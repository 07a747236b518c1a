//! Static catalog of known field keys.
//!
//! The catalog fixes, for every key the engine understands, the kind of value
//! it holds (which decides its empty default) and whether a page scope may
//! override it. Catalog order is also the order `effective_values` and the
//! `status` command report fields in.

use serde_json::{Map, Value};

// ============================================================================
// Field Keys
// ============================================================================

pub const META_TITLE: &str = "meta_title";
pub const META_DESCRIPTION: &str = "meta_description";
pub const META_KEYWORDS: &str = "meta_keywords";
pub const META_AUTHOR: &str = "meta_author";
pub const META_ROBOTS: &str = "meta_robots";
pub const CANONICAL_URL: &str = "canonical_url";
pub const THEME_COLOR: &str = "theme_color";
pub const GOOGLE_VERIFICATION: &str = "google_verification";
pub const BING_VERIFICATION: &str = "bing_verification";
pub const YANDEX_VERIFICATION: &str = "yandex_verification";
pub const PINTEREST_VERIFICATION: &str = "pinterest_verification";

pub const OG_TITLE: &str = "og_title";
pub const OG_DESCRIPTION: &str = "og_description";
pub const OG_IMAGE: &str = "og_image";
pub const OG_URL: &str = "og_url";
pub const OG_TYPE: &str = "og_type";
pub const OG_SITE_NAME: &str = "og_site_name";
pub const OG_LOCALE: &str = "og_locale";

pub const TWITTER_CARD: &str = "twitter_card";
pub const TWITTER_TITLE: &str = "twitter_title";
pub const TWITTER_DESCRIPTION: &str = "twitter_description";
pub const TWITTER_IMAGE: &str = "twitter_image";
pub const TWITTER_SITE: &str = "twitter_site";
pub const TWITTER_CREATOR: &str = "twitter_creator";

pub const FB_APP_ID: &str = "fb_app_id";
pub const FB_ADMINS: &str = "fb_admins";
pub const ARTICLE_PUBLISHER: &str = "article_publisher";
pub const ARTICLE_AUTHOR: &str = "article_author";

pub const SOCIAL_PROFILES: &str = "social_profiles";
pub const DEFAULT_IMAGE: &str = "default_image";

pub const GTM_ID: &str = "gtm_id";
pub const GTM_LOADING: &str = "gtm_loading";
pub const GA4_ID: &str = "ga4_id";
pub const GA4_LOADING: &str = "ga4_loading";
pub const GOOGLE_ADS_ID: &str = "google_ads_id";
pub const GOOGLE_ADS_LOADING: &str = "google_ads_loading";
pub const META_PIXEL_ID: &str = "meta_pixel_id";
pub const META_PIXEL_LOADING: &str = "meta_pixel_loading";
pub const CLARITY_ID: &str = "clarity_id";
pub const CLARITY_LOADING: &str = "clarity_loading";
pub const HOTJAR_ID: &str = "hotjar_id";
pub const HOTJAR_LOADING: &str = "hotjar_loading";

pub const CUSTOM_HEAD_CODE: &str = "custom_head_code";
pub const CUSTOM_BODY_CODE: &str = "custom_body_code";
pub const CUSTOM_FOOTER_CODE: &str = "custom_footer_code";

pub const BREADCRUMBS_ENABLED: &str = "breadcrumbs_enabled";
pub const BREADCRUMB_LABEL: &str = "breadcrumb_label";
pub const BREADCRUMB_EXCLUDE: &str = "breadcrumb_exclude";
pub const BREADCRUMB_HOME_LABEL: &str = "breadcrumb_home_label";

pub const SCHEMA_INHERIT_GLOBAL: &str = "schema_inherit_global";

/// Reserved key holding a scope's schema entries. Never resolved as a field.
pub const SCHEMA_ENTRIES: &str = "schema_entries";

// ============================================================================
// Catalog
// ============================================================================

/// Shape of a field's value, which decides its empty default.
#[derive(Debug, Clone, Copy, PartialEq, Eq)]
pub enum FieldKind {
    Text,
    List,
    Record,
    Flag,
    /// Flag that counts as on until some scope turns it off.
    FlagOn,
}

impl FieldKind {
    /// Type-appropriate empty default.
    pub fn empty_value(self) -> Value {
        match self {
            Self::Text => Value::String(String::new()),
            Self::List => Value::Array(Vec::new()),
            Self::Record => Value::Object(Map::new()),
            Self::Flag => Value::Bool(false),
            Self::FlagOn => Value::Bool(true),
        }
    }
}

/// Catalog entry for one field key.
#[derive(Debug, Clone, Copy)]
pub struct FieldDef {
    pub key: &'static str,
    pub label: &'static str,
    pub kind: FieldKind,
    /// Only the global scope may set this field.
    pub global_only: bool,
}

const fn def(
    key: &'static str,
    label: &'static str,
    kind: FieldKind,
    global_only: bool,
) -> FieldDef {
    FieldDef {
        key,
        label,
        kind,
        global_only,
    }
}

const fn text(key: &'static str, label: &'static str) -> FieldDef {
    def(key, label, FieldKind::Text, false)
}

const fn global(key: &'static str, label: &'static str) -> FieldDef {
    def(key, label, FieldKind::Text, true)
}

const fn flag(key: &'static str, label: &'static str) -> FieldDef {
    def(key, label, FieldKind::Flag, false)
}

const fn flag_on(key: &'static str, label: &'static str) -> FieldDef {
    def(key, label, FieldKind::FlagOn, false)
}

pub static FIELDS: &[FieldDef] = &[
    text(META_TITLE, "Meta title"),
    text(META_DESCRIPTION, "Meta description"),
    text(META_KEYWORDS, "Meta keywords"),
    text(META_AUTHOR, "Author"),
    text(META_ROBOTS, "Robots directives"),
    text(CANONICAL_URL, "Canonical URL"),
    text(THEME_COLOR, "Theme color"),
    global(GOOGLE_VERIFICATION, "Google site verification"),
    global(BING_VERIFICATION, "Bing site verification"),
    global(YANDEX_VERIFICATION, "Yandex site verification"),
    global(PINTEREST_VERIFICATION, "Pinterest site verification"),
    text(OG_TITLE, "Open Graph title"),
    text(OG_DESCRIPTION, "Open Graph description"),
    text(OG_IMAGE, "Open Graph image"),
    text(OG_URL, "Open Graph URL"),
    text(OG_TYPE, "Open Graph type"),
    text(OG_SITE_NAME, "Open Graph site name"),
    text(OG_LOCALE, "Open Graph locale"),
    text(TWITTER_CARD, "Twitter card type"),
    text(TWITTER_TITLE, "Twitter title"),
    text(TWITTER_DESCRIPTION, "Twitter description"),
    text(TWITTER_IMAGE, "Twitter image"),
    global(TWITTER_SITE, "Twitter site handle"),
    text(TWITTER_CREATOR, "Twitter creator handle"),
    global(FB_APP_ID, "Facebook app ID"),
    def(FB_ADMINS, "Facebook admins", FieldKind::List, true),
    global(ARTICLE_PUBLISHER, "Article publisher"),
    text(ARTICLE_AUTHOR, "Article author"),
    def(SOCIAL_PROFILES, "Social profiles", FieldKind::Record, true),
    global(DEFAULT_IMAGE, "Default share image"),
    global(GTM_ID, "Google Tag Manager container"),
    global(GTM_LOADING, "Google Tag Manager loading"),
    global(GA4_ID, "Google Analytics 4 measurement ID"),
    global(GA4_LOADING, "Google Analytics 4 loading"),
    global(GOOGLE_ADS_ID, "Google Ads conversion ID"),
    global(GOOGLE_ADS_LOADING, "Google Ads loading"),
    global(META_PIXEL_ID, "Meta Pixel ID"),
    global(META_PIXEL_LOADING, "Meta Pixel loading"),
    global(CLARITY_ID, "Microsoft Clarity project"),
    global(CLARITY_LOADING, "Microsoft Clarity loading"),
    global(HOTJAR_ID, "Hotjar site ID"),
    global(HOTJAR_LOADING, "Hotjar loading"),
    text(CUSTOM_HEAD_CODE, "Custom head code"),
    text(CUSTOM_BODY_CODE, "Custom body code"),
    text(CUSTOM_FOOTER_CODE, "Custom footer code"),
    flag_on(BREADCRUMBS_ENABLED, "Breadcrumbs enabled"),
    text(BREADCRUMB_LABEL, "Breadcrumb label"),
    flag(BREADCRUMB_EXCLUDE, "Hide from breadcrumbs"),
    global(BREADCRUMB_HOME_LABEL, "Breadcrumb home label"),
    flag_on(SCHEMA_INHERIT_GLOBAL, "Inherit global schema"),
];

/// Look up a catalog entry.
pub fn field(key: &str) -> Option<&'static FieldDef> {
    FIELDS.iter().find(|def| def.key == key)
}

/// Kind of a field; unknown keys are treated as text.
pub fn kind_of(key: &str) -> FieldKind {
    field(key).map_or(FieldKind::Text, |def| def.kind)
}

/// Whether only the global scope may set `key`.
pub fn is_global_only(key: &str) -> bool {
    field(key).is_some_and(|def| def.global_only)
}

/// Fields a page scope may override, in catalog order.
pub fn page_fields() -> impl Iterator<Item = &'static FieldDef> {
    FIELDS.iter().filter(|def| !def.global_only)
}

#[cfg(test)]
mod tests {
    use super::*;
    use rustc_hash::FxHashSet;

    #[test]
    fn test_catalog_keys_are_unique() {
        let mut seen = FxHashSet::default();
        for def in FIELDS {
            assert!(seen.insert(def.key), "duplicate field key: {}", def.key);
        }
    }

    #[test]
    fn test_schema_entries_is_not_a_field() {
        assert!(field(SCHEMA_ENTRIES).is_none());
    }

    #[test]
    fn test_empty_defaults_by_kind() {
        assert_eq!(kind_of(META_TITLE).empty_value(), Value::String(String::new()));
        assert_eq!(kind_of(FB_ADMINS).empty_value(), Value::Array(Vec::new()));
        assert_eq!(kind_of(SOCIAL_PROFILES).empty_value(), Value::Object(Map::new()));
        assert_eq!(kind_of(BREADCRUMB_EXCLUDE).empty_value(), Value::Bool(false));
        assert_eq!(kind_of("not_in_catalog"), FieldKind::Text);
    }

    #[test]
    fn test_default_on_flags() {
        for key in [BREADCRUMBS_ENABLED, SCHEMA_INHERIT_GLOBAL] {
            assert_eq!(kind_of(key), FieldKind::FlagOn);
            assert_eq!(kind_of(key).empty_value(), Value::Bool(true));
        }
    }

    #[test]
    fn test_page_fields_skip_global_only() {
        assert!(page_fields().all(|def| !def.global_only));
        assert!(page_fields().any(|def| def.key == OG_TITLE));
        assert!(!page_fields().any(|def| def.key == GA4_ID));
        assert!(is_global_only(GTM_ID));
        assert!(!is_global_only(META_TITLE));
        assert!(!is_global_only("unknown"));
    }
}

• • • •

[ABOUT THIS TASK]
Work out the number of lines in the records containing the word "Graph". Write only that number.

[TASK OUTPUT]
7